23. Bahkan Gue Udah Balas Dendam

434 60 37
                                    

"Jalan I love you!" seruku.

"I love you too," celetuk Gandum di sampingku.

Aku menatap Gandum dengan kernyit, jantungku juga ikut-ikutan berdetak kencang.

"Maksud lo?"

"I-iya, 'kan balasan dari I love you adalah i Love you too," timpal Gandum.

Aku memukul Gandum yang sudah diduga akan tembus. "Untung balasannya gak, kita temenan aja, yah." Sembari mengubah nada bicara.

"Bukan itu maksud gue! Butik itu adanya di jalan I love you," lanjutku menjelaskan.

"Oh, gitu ..." Gandum mengangguk-angguk.

"Dan Lo tahu? Jalan ini jauh banget!" sergahku.

"Emang sejauh apa?" tanya Gandum.

"Sejauh kita yang berbeda alam," batinku yang sayangnya tak bisa kuucapkan.

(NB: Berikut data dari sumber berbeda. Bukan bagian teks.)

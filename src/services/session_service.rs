use std::future::Future;
use std::sync::{Arc, RwLock};
use std::time::Duration as StdDuration;

use async_trait::async_trait;
use reqwest::StatusCode;
use tokio::time::sleep;
use tracing::{debug, info, warn};
use uuid::Uuid;

use crate::db::repositories::cache_repository::{namespaces, CacheRepository};
use crate::db::DbPool;
use crate::error::{AppError, AppResult, AuthErrorCode};
use crate::models::user::UserProfile;

/// Auth attempts use a fixed doubling schedule: three tries, one and two
/// seconds between them. Data-path operations are never retried.
const AUTH_BACKOFF_SCHEDULE: [StdDuration; 3] = [
    StdDuration::from_secs(0),
    StdDuration::from_secs(1),
    StdDuration::from_secs(2),
];

/// Owner key for the session-local profile mirror; the signed-in blob is the
/// session itself, not per-account data.
const SESSION_OWNER: &str = "__session__";
const PROFILE_KEY: &str = "current";

/// Federated auth provider seam. The core consumes exactly two capabilities:
/// resolve the current user id, and react to identity changes.
#[async_trait]
pub trait IdentityProvider: Send + Sync {
    async fn sign_in(&self, email: &str, password: &str) -> AppResult<UserProfile>;

    async fn sign_up(
        &self,
        email: &str,
        password: &str,
        display_name: Option<&str>,
    ) -> AppResult<UserProfile>;

    async fn sign_out(&self, uid: &str) -> AppResult<()>;
}

#[derive(Debug, Clone)]
pub struct RestIdentityConfig {
    pub base_url: String,
    pub api_key: String,
    pub http_timeout: StdDuration,
}

impl RestIdentityConfig {
    pub fn new(base_url: impl Into<String>, api_key: impl Into<String>) -> Self {
        Self {
            base_url: base_url.into(),
            api_key: api_key.into(),
            http_timeout: StdDuration::from_secs(10),
        }
    }
}

pub struct RestIdentityProvider {
    client: reqwest::Client,
    base_url: String,
    api_key: String,
}

impl RestIdentityProvider {
    pub fn new(config: RestIdentityConfig) -> AppResult<Self> {
        let client = reqwest::Client::builder()
            .timeout(config.http_timeout)
            .pool_max_idle_per_host(2)
            .build()
            .map_err(|err| AppError::other(format!("初始化认证 HTTP 客户端失败: {err}")))?;

        Ok(Self {
            client,
            base_url: config.base_url.trim_end_matches('/').to_string(),
            api_key: config.api_key,
        })
    }

    fn map_status(status: StatusCode, correlation_id: &str) -> AppError {
        match status {
            StatusCode::BAD_REQUEST | StatusCode::UNAUTHORIZED | StatusCode::FORBIDDEN => {
                AppError::auth_with_correlation(
                    AuthErrorCode::InvalidCredentials,
                    "邮箱或密码错误",
                    Some(correlation_id),
                )
            }
            StatusCode::CONFLICT => AppError::auth_with_correlation(
                AuthErrorCode::EmailAlreadyTaken,
                "该邮箱已注册",
                Some(correlation_id),
            ),
            StatusCode::TOO_MANY_REQUESTS => AppError::auth_with_correlation(
                AuthErrorCode::RateLimited,
                "认证请求过于频繁，请稍后重试",
                Some(correlation_id),
            ),
            status if status.is_server_error() => AppError::auth_with_correlation(
                AuthErrorCode::ProviderUnavailable,
                format!("认证服务暂时不可用 (状态码 {})", status.as_u16()),
                Some(correlation_id),
            ),
            status => AppError::auth_with_correlation(
                AuthErrorCode::Unknown,
                format!("认证服务返回异常状态码 {}", status.as_u16()),
                Some(correlation_id),
            ),
        }
    }

    fn map_transport(err: reqwest::Error, correlation_id: &str) -> AppError {
        if err.is_timeout() {
            AppError::auth_with_correlation(
                AuthErrorCode::HttpTimeout,
                "认证请求超时",
                Some(correlation_id),
            )
        } else if err.is_connect() {
            AppError::auth_with_correlation(
                AuthErrorCode::ProviderUnavailable,
                "认证服务网络连接失败",
                Some(correlation_id),
            )
        } else {
            AppError::auth_with_correlation(
                AuthErrorCode::Unknown,
                format!("认证请求失败: {err}"),
                Some(correlation_id),
            )
        }
    }

    async fn expect_profile(
        response: Result<reqwest::Response, reqwest::Error>,
        correlation_id: &str,
    ) -> AppResult<UserProfile> {
        let response = response.map_err(|err| Self::map_transport(err, correlation_id))?;
        let status = response.status();
        if !status.is_success() {
            return Err(Self::map_status(status, correlation_id));
        }

        response.json::<UserProfile>().await.map_err(|err| {
            AppError::auth_with_correlation(
                AuthErrorCode::InvalidResponse,
                format!("解析认证响应失败: {err}"),
                Some(correlation_id),
            )
        })
    }
}

#[async_trait]
impl IdentityProvider for RestIdentityProvider {
    async fn sign_in(&self, email: &str, password: &str) -> AppResult<UserProfile> {
        let correlation_id = Uuid::new_v4().to_string();
        debug!(target: "app::auth", correlation_id = %correlation_id, "signing in");

        let response = self
            .client
            .post(format!("{}/v1/sessions", self.base_url))
            .bearer_auth(&self.api_key)
            .json(&serde_json::json!({ "email": email, "password": password }))
            .send()
            .await;

        Self::expect_profile(response, &correlation_id).await
    }

    async fn sign_up(
        &self,
        email: &str,
        password: &str,
        display_name: Option<&str>,
    ) -> AppResult<UserProfile> {
        let correlation_id = Uuid::new_v4().to_string();
        debug!(target: "app::auth", correlation_id = %correlation_id, "signing up");

        let response = self
            .client
            .post(format!("{}/v1/accounts", self.base_url))
            .bearer_auth(&self.api_key)
            .json(&serde_json::json!({
                "email": email,
                "password": password,
                "displayName": display_name,
            }))
            .send()
            .await;

        Self::expect_profile(response, &correlation_id).await
    }

    async fn sign_out(&self, uid: &str) -> AppResult<()> {
        let correlation_id = Uuid::new_v4().to_string();
        let response = self
            .client
            .delete(format!("{}/v1/sessions/current", self.base_url))
            .bearer_auth(&self.api_key)
            .query(&[("uid", uid)])
            .send()
            .await
            .map_err(|err| Self::map_transport(err, &correlation_id))?;

        let status = response.status();
        if status.is_success() || status == StatusCode::NOT_FOUND {
            Ok(())
        } else {
            Err(Self::map_status(status, &correlation_id))
        }
    }
}

pub type IdentityObserver = Box<dyn Fn(Option<&UserProfile>) + Send + Sync>;

/// Owns the provider seam, applies the auth retry policy, mirrors the
/// signed-in profile blob to the offline cache and fans identity changes out
/// to registered observers. All per-user data access resolves its uid here.
pub struct SessionManager {
    provider: Arc<dyn IdentityProvider>,
    db: DbPool,
    current: RwLock<Option<UserProfile>>,
    observers: RwLock<Vec<IdentityObserver>>,
}

impl SessionManager {
    pub fn new(provider: Arc<dyn IdentityProvider>, db: DbPool) -> Self {
        Self {
            provider,
            db,
            current: RwLock::new(None),
            observers: RwLock::new(Vec::new()),
        }
    }

    pub async fn sign_in(&self, email: &str, password: &str) -> AppResult<UserProfile> {
        let profile = self
            .retrying("sign_in", || self.provider.sign_in(email, password))
            .await?;

        info!(target: "app::auth", uid = %profile.uid, "signed in");
        self.persist_profile(&profile).await;
        self.set_current(Some(profile.clone()));
        Ok(profile)
    }

    pub async fn sign_up(
        &self,
        email: &str,
        password: &str,
        display_name: Option<&str>,
    ) -> AppResult<UserProfile> {
        let profile = self
            .retrying("sign_up", || {
                self.provider.sign_up(email, password, display_name)
            })
            .await?;

        info!(target: "app::auth", uid = %profile.uid, "account created");
        self.persist_profile(&profile).await;
        self.set_current(Some(profile.clone()));
        Ok(profile)
    }

    /// Clears the local session even when remote revocation fails; the
    /// device must not stay signed in because the network dropped.
    pub async fn sign_out(&self) -> AppResult<()> {
        let uid = self.current_uid()?;

        if let Err(error) = self.provider.sign_out(&uid).await {
            warn!(target: "app::auth", uid = %uid, error = %error, "remote sign-out failed");
        }

        self.clear_profile_mirror().await;
        self.set_current(None);
        info!(target: "app::auth", uid = %uid, "signed out");
        Ok(())
    }

    /// Re-hydrate the session from the mirrored profile blob, for app starts
    /// without connectivity.
    pub fn restore_from_cache(&self) -> AppResult<Option<UserProfile>> {
        let payload = self.db.with_connection(|conn| {
            CacheRepository::get(conn, SESSION_OWNER, namespaces::PROFILE, PROFILE_KEY)
        })?;

        let Some(payload) = payload else {
            return Ok(None);
        };

        let profile: UserProfile = serde_json::from_str(&payload)?;
        info!(target: "app::auth", uid = %profile.uid, "session restored from cache");
        self.set_current(Some(profile.clone()));
        Ok(Some(profile))
    }

    pub fn current_user(&self) -> Option<UserProfile> {
        self.current.read().ok().and_then(|guard| guard.clone())
    }

    pub fn current_uid(&self) -> AppResult<String> {
        self.current_user()
            .map(|profile| profile.uid)
            .ok_or_else(AppError::unauthenticated)
    }

    pub fn on_identity_change(&self, observer: IdentityObserver) {
        if let Ok(mut guard) = self.observers.write() {
            guard.push(observer);
        }
    }

    fn set_current(&self, user: Option<UserProfile>) {
        if let Ok(mut guard) = self.current.write() {
            *guard = user.clone();
        }
        if let Ok(observers) = self.observers.read() {
            for observer in observers.iter() {
                observer(user.as_ref());
            }
        }
    }

    async fn persist_profile(&self, profile: &UserProfile) {
        let db = self.db.clone();
        let payload = match serde_json::to_string(profile) {
            Ok(payload) => payload,
            Err(error) => {
                warn!(target: "app::auth", error = %error, "failed to serialize profile blob");
                return;
            }
        };

        let result = tokio::task::spawn_blocking(move || {
            db.with_connection(|conn| {
                CacheRepository::put(
                    conn,
                    SESSION_OWNER,
                    namespaces::PROFILE,
                    PROFILE_KEY,
                    &payload,
                )
            })
        })
        .await;

        match result {
            Ok(Ok(())) => {}
            Ok(Err(error)) => {
                warn!(target: "app::auth", error = %error, "failed to mirror profile blob");
            }
            Err(error) => {
                warn!(target: "app::auth", error = %error, "profile mirror task panicked");
            }
        }
    }

    async fn clear_profile_mirror(&self) {
        let db = self.db.clone();
        let result = tokio::task::spawn_blocking(move || {
            db.with_connection(|conn| {
                CacheRepository::delete(conn, SESSION_OWNER, namespaces::PROFILE, PROFILE_KEY)
            })
        })
        .await;

        if let Ok(Err(error)) = result {
            warn!(target: "app::auth", error = %error, "failed to clear profile mirror");
        }
    }

    async fn retrying<T, F, Fut>(&self, operation: &str, mut call: F) -> AppResult<T>
    where
        F: FnMut() -> Fut,
        Fut: Future<Output = AppResult<T>>,
    {
        let mut last_error: Option<AppError> = None;

        for (attempt, delay) in AUTH_BACKOFF_SCHEDULE.iter().enumerate() {
            if *delay > StdDuration::from_secs(0) {
                sleep(*delay).await;
            }

            debug!(
                target: "app::auth",
                operation,
                attempt = attempt + 1,
                "attempting auth operation"
            );

            match call().await {
                Ok(value) => return Ok(value),
                Err(error) => {
                    let retryable = error.is_retryable();
                    warn!(
                        target: "app::auth",
                        operation,
                        attempt = attempt + 1,
                        retryable,
                        error = %error,
                        "auth attempt failed"
                    );

                    if !retryable || attempt == AUTH_BACKOFF_SCHEDULE.len() - 1 {
                        return Err(error);
                    }

                    last_error = Some(error);
                }
            }
        }

        Err(last_error
            .unwrap_or_else(|| AppError::auth(AuthErrorCode::Unknown, "认证请求失败")))
    }
}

"Jauh Gandum, bisa aja naik angkot tiga kali," jawabku.

"Jangan pake angkotlah, Lo 'kan orang kaya punya mobil atau motor."

"Gak bisa, motor punya kak Nashrul, mobil punya papa!" teriakku kesal ditambah suara klakson kendaraan membuat suaraku harus sedikit keras.

"Minta anterin mereka, kek."

Aku memijat dahiku, cukup pusing dengan perdebatan ini. Bagaimana mungkin aku meminta mereka mengantarku ke sana hanya untuk membantu hantu, jika aku menceritakan yang sesungguhnya pasti papa marah besar.

"Gak bisa, gue pasti di marahin apa lagi ke papa," jelasku penuh penekanan. "Kalau Lo mau, Lo harus tunggu hari Minggu saat gue gak sekolah, biar gue naik kendaraan umum."

Tiba-tiba, seseorang menepuk pundak kiriku, lantas aku menoleh. Orang yang menepuk pundak seorang wanita dewasa berkerudung navi, dia melihatku dengan kerutan di dahi.

"Neng, kenapa?" tanyanya.

Aku gelagapan, mataku terus menatap kiri dan kanan bingung harus menjawab apa. Aku baru sadar telah berteriak-teriak di sisi jalan dimana banyak orang yang berlalu-lalang, seketika rasa maluku kembali.

"Eh, gak, gak apa-apa, kok, Mbak ... Aku permisi."

Aku berjalan menjauhi tempat itu, merutuki diri sendiri yang tak sadar melakukan tindakan yang orang lain akan menganggap gila. Ini semua salah Gandum, dia malah tertawa tanpa merasa bersalah sedikit pun, dasar arwah!

***

Aku pulang malam, sampai di rumah sudah pukul 18.45. setelah membuka pintu ternyata papa sudah menyambutnya dengan pertanyaan mengintimidasi. Hingga akhirnya aku dimarahi karena tidak izin dan pulang tidak sesuai aturan. Ya, ini semua salahku karena tidak bicara sebelumnya.

Setelah beberapa menit aku dimarahi, aku langsung ke kamar dengan kesal dan sedih. Papa ini selalu mengekangku.

"Sorry, yah."

Aku menatap ke luar jendela yang menampilkan langsung halaman samping dimana terdapat bunga-bunga milik kak Nashrul. Halaman itu seperti taman sekarang, bukan hanya tanaman berwarna hijau saja, sekarang ada bunga berbagai warna seperti rose, bunga bakung, melati, dan lainnya.

"Nash," ucap Gandum lagi.

Aku berdeham sebagai balasan.

"Sorry, yah."

Aku menatap Gandum, raut wajahnya terlihat merasa bersalah. Aku menjadi tidak enak membuatnya seperti itu, dia pasti melihat aku yang di marahi habis-habisan oleh papa. Ini juga salahku karena tidak meminta izin terlebih dahulu.